--- EXTRACTED INFORMATION Enclosed Below ---
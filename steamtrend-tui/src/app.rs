//! Viewer state.

use steamtrend_core::Tier;
use steamtrend_runner::Dashboard;

use crate::theme::Theme;

/// What the chart area shows.
#[derive(Debug, Clone, Copy, PartialEq, Eq)]
pub enum View {
    /// All four tiers in a 2×2 grid.
    Grid,
    /// One tier filling the chart area.
    Zoom(Tier),
}

pub struct App {
    pub dashboard: Dashboard,
    pub view: View,
    pub theme: Theme,
    pub running: bool,
}

impl App {
    pub fn new(dashboard: Dashboard) -> Self {
        Self {
            dashboard,
            view: View::Grid,
            theme: Theme::default(),
            running: true,
        }
    }

    pub fn zoom(&mut self, tier: Tier) {
        self.view = View::Zoom(tier);
    }

    pub fn show_grid(&mut self) {
        self.view = View::Grid;
    }

    pub fn quit(&mut self) {
        self.running = false;
    }

    /// One-line status: series per tier and what the keys do.
    pub fn status_line(&self) -> String {
        let counts = self
            .dashboard
            .tiers
            .iter()
            .map(|(tier, table)| format!("{}:{}", tier.label(), table.column_count()))
            .collect::<Vec<_>>()
            .join(" ");
        let months = self.dashboard.table.len();
        format!(" {months} months | {counts} | 1-4 zoom  0/Esc grid  q quit ")
    }
}
#![forbid(unsafe_code)]
#![warn(missing_docs)]

//! # Webpilot Workflow
//!
//! The workflow program model: nodes as a tagged union over `type`, the
//! alias ↔ position bijection, structural edits with atomic reference
//! re-resolution, execution selections, and plan/description versions.
//!
//! This crate is pure data and invariants -- it does not execute
//! anything. The engine crate interprets these definitions.

pub mod edit;
pub mod error;
pub mod index;
pub mod node;
pub mod plan;
pub mod selection;
pub mod workflow;

pub use edit::{EditTarget, NodeLocator, add_or_replace_nodes, delete_nodes};
pub use error::WorkflowError;
pub use index::AliasIndex;
pub use node::{
    AiActConfig, AiExtractConfig, BrowserActionConfig, BrowserOp, BrowserQueryConfig,
    CognitionConfig, ContextConfig, CreateRecordsSpec, EffectsSpec, IterateConfig, Node,
    NodeConfig, NodeDraft, NodeRef, NodeType, OnError, QueryKind, RouteBranch, RouteConfig,
    StoreSpec, ValidationConfig, ValidationRule,
};
pub use plan::{DescriptionVersion, Phase, Plan, PlanVersion, Task, TaskStatus};
pub use selection::parse_selection;
pub use workflow::{Workflow, resolve_refs};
--- End of Enclosed EXTRACTED INFORMATION ---
When you answer, return each line of the material exactly as it was written.

filename steamtrend-tui/src/app.rs
//! Viewer state.

use steamtrend_core::Tier;
use steamtrend_runner::Dashboard;

use crate::theme::Theme;

/// What the chart area shows.
#[derive(Debug, Clone, Copy, PartialEq, Eq)]
pub enum View {
    /// All four tiers in a 2×2 grid.
    Grid,
    /// One tier filling the chart area.
    Zoom(Tier),
}

pub struct App {
    pub dashboard: Dashboard,
    pub view: View,
    pub theme: Theme,
    pub running: bool,
}

impl App {
    pub fn new(dashboard: Dashboard) -> Self {
        Self {
            dashboard,
            view: View::Grid,
            theme: Theme::default(),
            running: true,
        }
    }

    pub fn zoom(&mut self, tier: Tier) {
        self.view = View::Zoom(tier);
    }

    pub fn show_grid(&mut self) {
        self.view = View::Grid;
    }

    pub fn quit(&mut self) {
        self.running = false;
    }

    /// One-line status: series per tier and what the keys do.
    pub fn status_line(&self) -> String {
        let counts = self
            .dashboard
            .tiers
            .iter()
            .map(|(tier, table)| format!("{}:{}", tier.label(), table.column_count()))
            .collect::<Vec<_>>()
            .join(" ");
        let months = self.dashboard.table.len();
        format!(" {months} months | {counts} | 1-4 zoom  0/Esc grid  q quit ")
    }
}
#![forbid(unsafe_code)]
#![warn(missing_docs)]

//! # Webpilot Workflow
//!
//! The workflow program model: nodes as a tagged union over `type`, the
//! alias ↔ position bijection, structural edits with atomic reference
//! re-resolution, execution selections, and plan/description versions.
//!
//! This crate is pure data and invariants -- it does not execute
//! anything. The engine crate interprets these definitions.

pub mod edit;
pub mod error;
pub mod index;
pub mod node;
pub mod plan;
pub mod selection;
pub mod workflow;

pub use edit::{EditTarget, NodeLocator, add_or_replace_nodes, delete_nodes};
pub use error::WorkflowError;
pub use index::AliasIndex;
pub use node::{
    AiActConfig, AiExtractConfig, BrowserActionConfig, BrowserOp, BrowserQueryConfig,
    CognitionConfig, ContextConfig, CreateRecordsSpec, EffectsSpec, IterateConfig, Node,
    NodeConfig, NodeDraft, NodeRef, NodeType, OnError, QueryKind, RouteBranch, RouteConfig,
    StoreSpec, ValidationConfig, ValidationRule,
};
pub use plan::{DescriptionVersion, Phase, Plan, PlanVersion, Task, TaskStatus};
pub use selection::parse_selection;
pub use workflow::{Workflow, resolve_refs};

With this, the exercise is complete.